- Education: Whitireia New Zealand

= Olivia Aroha Giles =

New Zealand artist

Olivia Aroha Giles is a New Zealand Māori writer, artist, and designer, specialising in art textiles, design, illustration and writing. She writes children's books, novels, and short stories.

== Early life ==
Giles descends from Ngāti Raukawa, Ngāti Kahungunu, Te Ati Awa, Te Whānau-ā-Apanui, Te Atihaunui-ā-Paparangi and Ngāti Hinekawa, as well as being of Scottish and English descent.

In 2010 Giles graduated from Whitireia New Zealand with a Bachelor of Applied Arts in Textiles.

== Writing career ==
Giles released her first book in 2006 through Learning Media titled Two Homes. This children's book has been distributed through a variety of New Zealand Primary schools and was also re-released in 2008 as an Audiobook.

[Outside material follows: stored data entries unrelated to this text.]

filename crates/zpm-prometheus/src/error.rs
use thiserror::Error;

#[derive(Debug, Error)]
pub enum MetricsError {
    #[error("prometheus: {0}")]
    Prometheus(#[from] prometheus::Error),
    #[error("encoded metrics are not UTF-8: {0}")]
    Encoding(#[from] std::string::FromUtf8Error),
}
use serde::{Deserialize, Serialize, de::DeserializeOwned};
use serde_json::Value;
use thiserror::Error;

/// Errors produced while decoding command arguments.
#[derive(Debug, Error)]
pub enum ArgumentsError {
    #[error("command has no arguments")]
    Missing,
    #[error("invalid arguments: {0}")]
    Decode(#[from] serde_json::Error),
}

/// Opaque argument payload of a command.
///
/// The manager never looks inside; only the process variant selected for the
/// command decodes it into its own argument type.
#[derive(Clone, Debug, Default, PartialEq, Eq, Serialize, Deserialize)]
#[serde(transparent)]
pub struct Arguments(Value);

impl Arguments {
    /// Wraps an already decoded JSON value.
    pub fn new(value: Value) -> Self {
        Self(value)
    }

    /// Serializes any value into an argument payload.
    pub fn from_serialize<T: Serialize>(args: &T) -> Result<Self, ArgumentsError> {
        Ok(Self(serde_json::to_value(args)?))
    }

    /// Decodes the payload into the type the process variant expects.
    pub fn parse<T: DeserializeOwned>(&self) -> Result<T, ArgumentsError> {
        Ok(T::deserialize(&self.0)?)
    }

    /// Returns the raw JSON value.
    pub fn as_value(&self) -> &Value {
        &self.0
    }

    /// Looks up a string field of an object payload.
    pub fn get_str(&self, key: &str) -> Option<&str> {
        self.0.get(key).and_then(Value::as_str)
    }
}

impl From<Value> for Arguments {
    fn from(value: Value) -> Self {
        Self(value)
    }
}

#[cfg(test)]
mod tests {
    use super::*;

    #[derive(Debug, PartialEq, Serialize, Deserialize)]
    struct Echo {
        name: String,
        #[serde(default)]
        args: Vec<String>,
    }

    #[test]
    fn parse_into_typed_arguments() {
        let args = Arguments::new(serde_json::json!({"name": "echo", "args": ["hi"]}));
        let echo: Echo = args.parse().unwrap();
        assert_eq!(echo.name, "echo");
        assert_eq!(echo.args, vec!["hi".to_string()]);
        assert_eq!(args.get_str("name"), Some("echo"));
    }

    #[test]
    fn parse_reports_decode_errors() {
        let args = Arguments::new(serde_json::json!({"args": 1}));
        let res: Result<Echo, _> = args.parse();
        assert!(matches!(res, Err(ArgumentsError::Decode(_))));
    }
}
use thiserror::Error;

/// Errors surfaced by the process manager.
#[derive(Error, Debug)]
pub enum CoreError {
    /// No factory is registered under the command name.
    #[error("unknown command: {0}")]
    UnknownCommand(String),
    /// A factory is already registered under this command name.
    #[error("factory already registered: {0}")]
    DuplicateFactory(String),
    /// A job with this ID is already tracked.
    #[error("duplicate job id: {0}")]
    DuplicateId(String),
    /// The OS-level spawn failed.
    #[error("spawn failed: {0}")]
    Spawn(String),
    #[error("job not found: {0}")]
    NotFound(String),
    /// The process variant cannot receive signals.
    #[error("process is not signalable")]
    NotSignalable,
    #[error("invalid arguments: {0}")]
    InvalidArguments(String),
    /// The manager is shut down or a channel is gone.
    #[error("manager closed")]
    Closed,
    #[error("io error: {0}")]
    Io(#[from] std::io::Error),
}

impl CoreError {
    /// Returns a short stable label for logs and metrics.
    pub fn as_label(&self) -> &'static str {
        match self {
            CoreError::UnknownCommand(_) => "unknown_command",
            CoreError::DuplicateFactory(_) => "duplicate_factory",
            CoreError::DuplicateId(_) => "duplicate_id",
            CoreError::Spawn(_) => "spawn",
            CoreError::NotFound(_) => "not_found",
            CoreError::NotSignalable => "not_signalable",
            CoreError::InvalidArguments(_) => "invalid_arguments",
            CoreError::Closed => "closed",
            CoreError::Io(_) => "io",
        }
    }
}

impl From<zpm_model::ArgumentsError> for CoreError {
    fn from(e: zpm_model::ArgumentsError) -> Self {
        CoreError::InvalidArguments(e.to_string())
    }
}
//! POSIX rlimits for spawned children.
//!
//! Limits are applied inside a `pre_exec` hook, after `fork()` and right
//! before `execve()`, so the program never runs unrestricted. On non-Unix
//! targets a non-empty config is logged and ignored.
use std::process::Command;

use serde::{Deserialize, Serialize};

/// Optional `limits` block of a system process.
///
/// `None` leaves the inherited limit untouched.
#[derive(Debug, Clone, Default, PartialEq, Eq, Serialize, Deserialize)]
#[serde(default)]
pub struct RlimitConfig {
    /// `RLIMIT_NOFILE`.
    pub max_open_files: Option<u64>,
    /// `RLIMIT_FSIZE`; writing past it raises `SIGXFSZ`.
    pub max_file_size_bytes: Option<u64>,
    /// Sets `RLIMIT_CORE` to zero.
    pub disable_core_dumps: bool,
}

impl RlimitConfig {
    #[inline]
    pub fn is_empty(&self) -> bool {
        self.max_open_files.is_none() && !self.disable_core_dumps && self.max_file_size_bytes.is_none()
    }
}

/// Installs a `pre_exec` hook applying `config` to the child of `cmd`.
pub fn attach_rlimits(cmd: &mut Command, config: &RlimitConfig) {
    if config.is_empty() {
        return;
    }

    cfg_if::cfg_if! {
        if #[cfg(unix)] {
            unix_impl::attach_rlimits(cmd, config);
        } else {
            tracing::warn!(target: "zpm.exec.limits", ?config, "rlimits are not supported on this OS; ignoring");
        }
    }
}

#[cfg(unix)]
mod unix_impl {
    use super::RlimitConfig;

    use std::{io, os::unix::process::CommandExt, process::Command};

    pub fn attach_rlimits(cmd: &mut Command, config: &RlimitConfig) {
        let RlimitConfig {
            max_open_files,
            max_file_size_bytes,
            disable_core_dumps,
        } = config.clone();

        // SAFETY: the hook only calls setrlimit, which is async-signal-safe.
        unsafe {
            cmd.pre_exec(move || {
                if let Some(nofile) = max_open_files {
                    check(libc::setrlimit(libc::RLIMIT_NOFILE, &rlimit(nofile)))?;
                }
                if let Some(fsize) = max_file_size_bytes {
                    check(libc::setrlimit(libc::RLIMIT_FSIZE, &rlimit(fsize)))?;
                }
                if disable_core_dumps {
                    check(libc::setrlimit(libc::RLIMIT_CORE, &rlimit(0)))?;
                }
                Ok(())
            });
        }
    }

    fn rlimit(value: u64) -> libc::rlimit {
        libc::rlimit {
            rlim_cur: value as libc::rlim_t,
            rlim_max: value as libc::rlim_t,
        }
    }

    fn check(rc: libc::c_int) -> io::Result<()> {
        if rc != 0 {
            Err(io::Error::last_os_error())
        } else {
            Ok(())
        }
    }
}

#[cfg(test)]
mod tests {
    use super::*;

    #[test]
    fn empty_config_is_noop() {
        let config = RlimitConfig::default();
        assert!(config.is_empty());

        let mut cmd = Command::new("sh");
        attach_rlimits(&mut cmd, &config);
    }

    #[test]
    fn decodes_partial_limits() {
        let config: RlimitConfig = serde_json::from_str(r#"{"max_open_files": 64}"#).unwrap();
        assert_eq!(config.max_open_files, Some(64));
        assert_eq!(config.max_file_size_bytes, None);
        assert!(!config.disable_core_dumps);
        assert!(!config.is_empty());
    }
}
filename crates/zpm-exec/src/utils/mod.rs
pub mod limits;
pub use limits::{RlimitConfig, attach_rlimits};
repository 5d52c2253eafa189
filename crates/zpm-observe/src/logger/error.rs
use thiserror::Error;

#[derive(Debug, Error)]
pub enum LoggerError {
    #[error("invalid logger format: {0} (expected: text|json|journald)")]
    InvalidFormat(String),
    #[error("journald is not supported on this platform or the feature is disabled")]
    JournaldNotSupported,
    #[error("logger has already been initialized")]
    AlreadyInitialized,
    #[error("failed to initialize logger: {0}")]
    InitializationFailed(String),
    #[error("invalid log level: {0}")]
    InvalidLogLevel(String),
}
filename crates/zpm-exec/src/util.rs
use std::io;

use nix::{
    errno::Errno,
    sys::signal::{Signal, kill, killpg},
    unistd::Pid,
};
use zpm_core::CoreError;

/// Sends `sig` to the process group led by `pid`.
///
/// A group that is already gone is not an error.
pub fn signal_group(pid: i32, sig: Signal) -> Result<(), CoreError> {
    ignore_gone(killpg(Pid::from_raw(pid), sig))
}

/// Sends `sig` to a single process.
pub fn signal_pid(pid: i32, sig: Signal) -> Result<(), CoreError> {
    ignore_gone(kill(Pid::from_raw(pid), sig))
}

/// Signal-0 probe.
pub fn is_alive(pid: i32) -> bool {
    kill(Pid::from_raw(pid), None).is_ok()
}

fn ignore_gone(res: nix::Result<()>) -> Result<(), CoreError> {
    match res {
        Ok(()) | Err(Errno::ESRCH) => Ok(()),
        Err(e) => Err(CoreError::Io(io::Error::from(e))),
    }
}
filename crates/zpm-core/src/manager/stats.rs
use zpm_model::{Command, Stat, StatOp};

use crate::{ProcessManager, ProcessStats};

impl ProcessManager {
    /// Publishes one meter sample of a running process.
    pub(crate) fn meter(&self, cmd: &Command, sample: &ProcessStats) {
        for stat in meter_stats(cmd, sample) {
            self.aggregate(&stat);
        }
    }
}

/// Converts a sample into `process.*` average stats keyed by job.
pub(crate) fn meter_stats(cmd: &Command, sample: &ProcessStats) -> [Stat; 4] {
    let stat = |key: &str, value: f64| Stat {
        op: StatOp::Average,
        key: key.to_string(),
        value,
        id: cmd.id.clone(),
        tags: cmd.tags.join(","),
    };

    [
        stat("process.cpu", sample.cpu),
        stat("process.rss", sample.rss as f64),
        stat("process.vms", sample.vms as f64),
        stat("process.swap", sample.swap as f64),
    ]
}

#[cfg(test)]
mod tests {
    use super::*;

    #[test]
    fn sample_maps_to_average_stats() {
        let cmd = Command::new("core.system").with_id("web").with_tags(["a", "b"]);
        let sample = ProcessStats {
            cpu: 12.5,
            rss: 2048,
            vms: 4096,
            swap: 0,
        };

        let stats = meter_stats(&cmd, &sample);
        let keys: Vec<&str> = stats.iter().map(|s| s.key.as_str()).collect();
        assert_eq!(keys, ["process.cpu", "process.rss", "process.vms", "process.swap"]);
        assert!(stats.iter().all(|s| s.op == StatOp::Average && s.id == "web"));
        assert_eq!(stats[0].value, 12.5);
        assert_eq!(stats[1].value, 2048.0);
        assert_eq!(stats[0].tags, "a,b");
    }
}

Giles was also short listed for Huia Publishers prestigious 'Pikihuia Short Story Awards' and was also published in their collection of 18 finalists. Her short story titled; 'Stepping outside the boxing' was a stand out piece in the collection.

In 2013, Giles published her first major novel through Dusky Productions Ltd titled Heart of the Tapu Stone. This book is the first of a three-part trilogy titled 'Threads through the Whariki'. Heart of the Tapu Stone was included in the curriculum at Bonn University, where Giles then lectured, and they translated the novel. The second book in this series; Feather from the Kakahu' is due for release at the end of 2015.

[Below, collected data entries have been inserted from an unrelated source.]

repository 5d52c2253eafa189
use std::sync::Arc;

use tokio::{
    io::{AsyncBufReadExt, AsyncRead, BufReader},
    sync::mpsc,
    task::JoinHandle,
};
use tracing::{debug, trace};
use zpm_model::{Level, Message};

/// Receives internal-level messages instead of the output channel.
pub type Interceptor = Arc<dyn Fn(&Message) + Send + Sync>;

const BLOCK_END: &str = ":::";

/// Stateful line classifier for one output stream.
#[derive(Debug)]
pub struct Classifier {
    default: Level,
    block: Option<(Level, Vec<String>)>,
}

impl Classifier {
    pub fn new(default: Level) -> Self {
        Self {
            default,
            block: None,
        }
    }

    /// Classifies one line (without its terminator).
    ///
    /// Returns `None` while a multi-line block is being collected.
    pub fn feed(&mut self, line: &str) -> Option<Message> {
        if let Some((level, lines)) = self.block.as_mut() {
            if line == BLOCK_END {
                let level = *level;
                let body = lines.join("\n");
                self.block = None;
                return Some(Message::new(level, body));
            }
            lines.push(line.to_string());
            return None;
        }

        match split_prefix(line) {
            Some((level, ":")) => {
                self.block = Some((level, Vec::new()));
                None
            }
            Some((level, text)) => Some(Message::new(level, text)),
            None => Some(Message::new(self.default, line)),
        }
    }

    /// Flushes a block left open at end of stream.
    pub fn finish(&mut self) -> Option<Message> {
        self.block
            .take()
            .map(|(level, lines)| Message::new(level, lines.join("\n")))
    }
}

/// Splits `N::rest` into `(N, rest)`.
fn split_prefix(line: &str) -> Option<(Level, &str)> {
    let (head, rest) = line.split_once("::")?;
    if head.is_empty() || head.len() > 5 || !head.bytes().all(|b| b.is_ascii_digit()) {
        return None;
    }
    let level = head.parse::<u16>().ok()?;
    Some((Level(level), rest))
}

/// Reads `reader` line by line until EOF, classifying every line.
///
/// Internal-level messages go to `interceptor` (or are dropped); everything
/// else is sent on `tx`. The task ends at EOF, on a read error, or when the
/// receiver is gone.
pub fn consume<R>(
    reader: R,
    default: Level,
    tx: mpsc::Sender<Message>,
    interceptor: Option<Interceptor>,
) -> JoinHandle<()>
where
    R: AsyncRead + Unpin + Send + 'static,
{
    tokio::spawn(async move {
        let mut reader = BufReader::new(reader);
        let mut classifier = Classifier::new(default);
        let mut buf = Vec::with_capacity(256);

        loop {
            buf.clear();
            match reader.read_until(b'\n', &mut buf).await {
                Ok(0) => break,
                Ok(_) => {}
                Err(e) => {
                    debug!(target: "zpm.core.stream", error = %e, "stream read failed");
                    break;
                }
            }

            let raw = String::from_utf8_lossy(&buf);
            let line = raw.trim_end_matches(['\n', '\r']);
            if let Some(msg) = classifier.feed(line)
                && !forward(msg, &tx, interceptor.as_ref()).await
            {
                return;
            }
        }

        if let Some(msg) = classifier.finish() {
            forward(msg, &tx, interceptor.as_ref()).await;
        }
        trace!(target: "zpm.core.stream", level = %default, "stream closed");
    })
}

async fn forward(msg: Message, tx: &mpsc::Sender<Message>, interceptor: Option<&Interceptor>) -> bool {
    if msg.level().is_internal() {
        if let Some(intercept) = interceptor {
            intercept(&msg);
        }
        return true;
    }
    tx.send(msg).await.is_ok()
}

#[cfg(test)]
mod tests {
    use super::*;

    use std::sync::Mutex;

    #[test]
    fn plain_lines_take_stream_level() {
        let mut c = Classifier::new(Level::STDERR);
        let msg = c.feed("hello world").unwrap();
        assert_eq!(msg.level(), Level::STDERR);
        assert_eq!(msg.message, "hello world");
    }

    #[test]
    fn prefixed_lines_select_level() {
        let mut c = Classifier::new(Level::STDOUT);
        let msg = c.feed(r#"20::{"a":1}"#).unwrap();
        assert_eq!(msg.level(), Level::RESULT_JSON);
        assert_eq!(msg.message, r#"{"a":1}"#);

        let msg = c.feed("8::disk on fire").unwrap();
        assert_eq!(msg.level(), Level::CRITICAL);
    }

    #[test]
    fn non_numeric_prefix_is_plain_text() {
        let mut c = Classifier::new(Level::STDOUT);
        assert_eq!(c.feed("std::io::Error").unwrap().level(), Level::STDOUT);
        assert_eq!(c.feed("::x").unwrap().level(), Level::STDOUT);
        assert_eq!(c.feed("999999::x").unwrap().level(), Level::STDOUT);
    }

    #[test]
    fn multi_line_block() {
        let mut c = Classifier::new(Level::STDOUT);
        assert!(c.feed("20:::").is_none());
        assert!(c.feed("{").is_none());
        assert!(c.feed(r#"  "k": "v""#).is_none());
        assert!(c.feed("}").is_none());

        let msg = c.feed(":::").unwrap();
        assert_eq!(msg.level(), Level::RESULT_JSON);
        assert_eq!(msg.message, "{\n  \"k\": \"v\"\n}");

        assert_eq!(c.feed("after").unwrap().level(), Level::STDOUT);
    }

    #[test]
    fn unterminated_block_is_flushed() {
        let mut c = Classifier::new(Level::STDOUT);
        c.feed("23:::");
        c.feed("partial");
        let msg = c.finish().unwrap();
        assert_eq!(msg.level(), Level::RESULT_HRD);
        assert_eq!(msg.message, "partial");
        assert!(c.finish().is_none());
    }

    #[tokio::test]
    async fn consume_forwards_and_intercepts() {
        let input: &[u8] = b"one\r\n101::4242\n9::a.b:1|A\ntail";
        let (tx, mut rx) = mpsc::channel(8);
        let seen = Arc::new(Mutex::new(Vec::new()));
        let sink = Arc::clone(&seen);
        let interceptor: Interceptor = Arc::new(move |m: &Message| {
            sink.lock().unwrap().push(m.message.clone());
        });

        consume(input, Level::STDOUT, tx, Some(interceptor))
            .await
            .unwrap();

        let mut got = Vec::new();
        while let Some(m) = rx.recv().await {
            got.push((m.level(), m.message));
        }
        assert_eq!(
            got,
            vec![
                (Level::STDOUT, "one".to_string()),
                (Level::STATSD, "a.b:1|A".to_string()),
                (Level::STDOUT, "tail".to_string()),
            ]
        );
        assert_eq!(*seen.lock().unwrap(), vec!["4242".to_string()]);
    }

    #[tokio::test]
    async fn invalid_utf8_is_replaced() {
        let input: &[u8] = b"ok \xff\n";
        let (tx, mut rx) = mpsc::channel(2);
        consume(input, Level::STDOUT, tx, None).await.unwrap();
        let msg = rx.recv().await.unwrap();
        assert_eq!(msg.message, "ok \u{fffd}");
    }
}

Dusky is a Māori publishing company that Giles worked for, and helped start when they asked to publish her first novel, Heart of the Tapu Stone.

== Personal life ==
Giles lives in Porirua, New Zealand and is an active part of the local artistic community. She has worked alongside local artists in the creation of art pieces scattered across the small city, as well as curating and displaying at Pataka Gallery, Porirua. She has been involved in projects with well known New Zealand Maori artists; playwright and actor Tane Mahuta Grey.

Giles and her husband, Scotty, have seven children.